Straight silicon tube for density and mass flow sensing (fabrication, modeling and evaluation)

Abstract

The aim of this project work is to fabricate and evaluate a resonating silicon tube as a density and a Coriolis mass flow sensor. This project consists of three course works: a project work, a microelectronics project, and a master thesis. At first, the licenses needed to work with the clean room facilities were obtained. Several process steps were optimized/calibrated and finally, the first prototypes were fabricated. The fixtures and the electrodes were prepared. A quantitative model for the density/Coriolis mass flow sensor was derived. Several parameters like density sensitivity, pull-in-voltage, Q-factor, resonance frequency, burst pressure, the amplitude of Coriolis effect were investigated/formulated/calculated.

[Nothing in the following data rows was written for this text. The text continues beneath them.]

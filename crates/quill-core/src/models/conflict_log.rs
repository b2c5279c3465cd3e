//! Conflict log model

use serde::{Deserialize, Serialize};

use crate::sync::{ChangeKind, ConflictKind, EntityKind, Resolution};

/// Sync conflict recorded after the resolver decided it
#[derive(Debug, Clone, PartialEq, Eq, Serialize, Deserialize)]
pub struct ConflictLogEntry {
    /// Conflict row identifier
    pub id: i64,
    /// Profile whose session hit the conflict
    pub profile_id: String,
    pub entity_kind: EntityKind,
    pub entity_id: String,
    pub conflict_kind: ConflictKind,
    pub local_change: ChangeKind,
    pub remote_change: ChangeKind,
    pub local_timestamp: i64,
    pub remote_timestamp: i64,
    pub resolution: Resolution,
    /// Resolution timestamp (unix ms)
    pub resolved_at: i64,
}

impl ConflictLogEntry {
    /// Timestamp of the change that survived
    pub const fn winning_timestamp(&self) -> i64 {
        match self.resolution {
            Resolution::KeepRemote => self.remote_timestamp,
            Resolution::KeepLocal | Resolution::Unresolved => self.local_timestamp,
        }
    }
}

An electrical-optical setup was prepared to evaluate the tube as a density sensor. The first three vibration modes were calibrated and the important parameters of a densitometer, quality factor and fluid density sensitivity, were measured. Several sources of loss were investigated. The effect of viscosity and flow were investigated and finally, the results were published in a journal paper and two conference papers. An optical-electrical setup was designed and implemented to detect the Coriolis effect using geometrical optics and MATLAB calculations. Detecting this effect and evaluating the mass flow sensor are the next steps.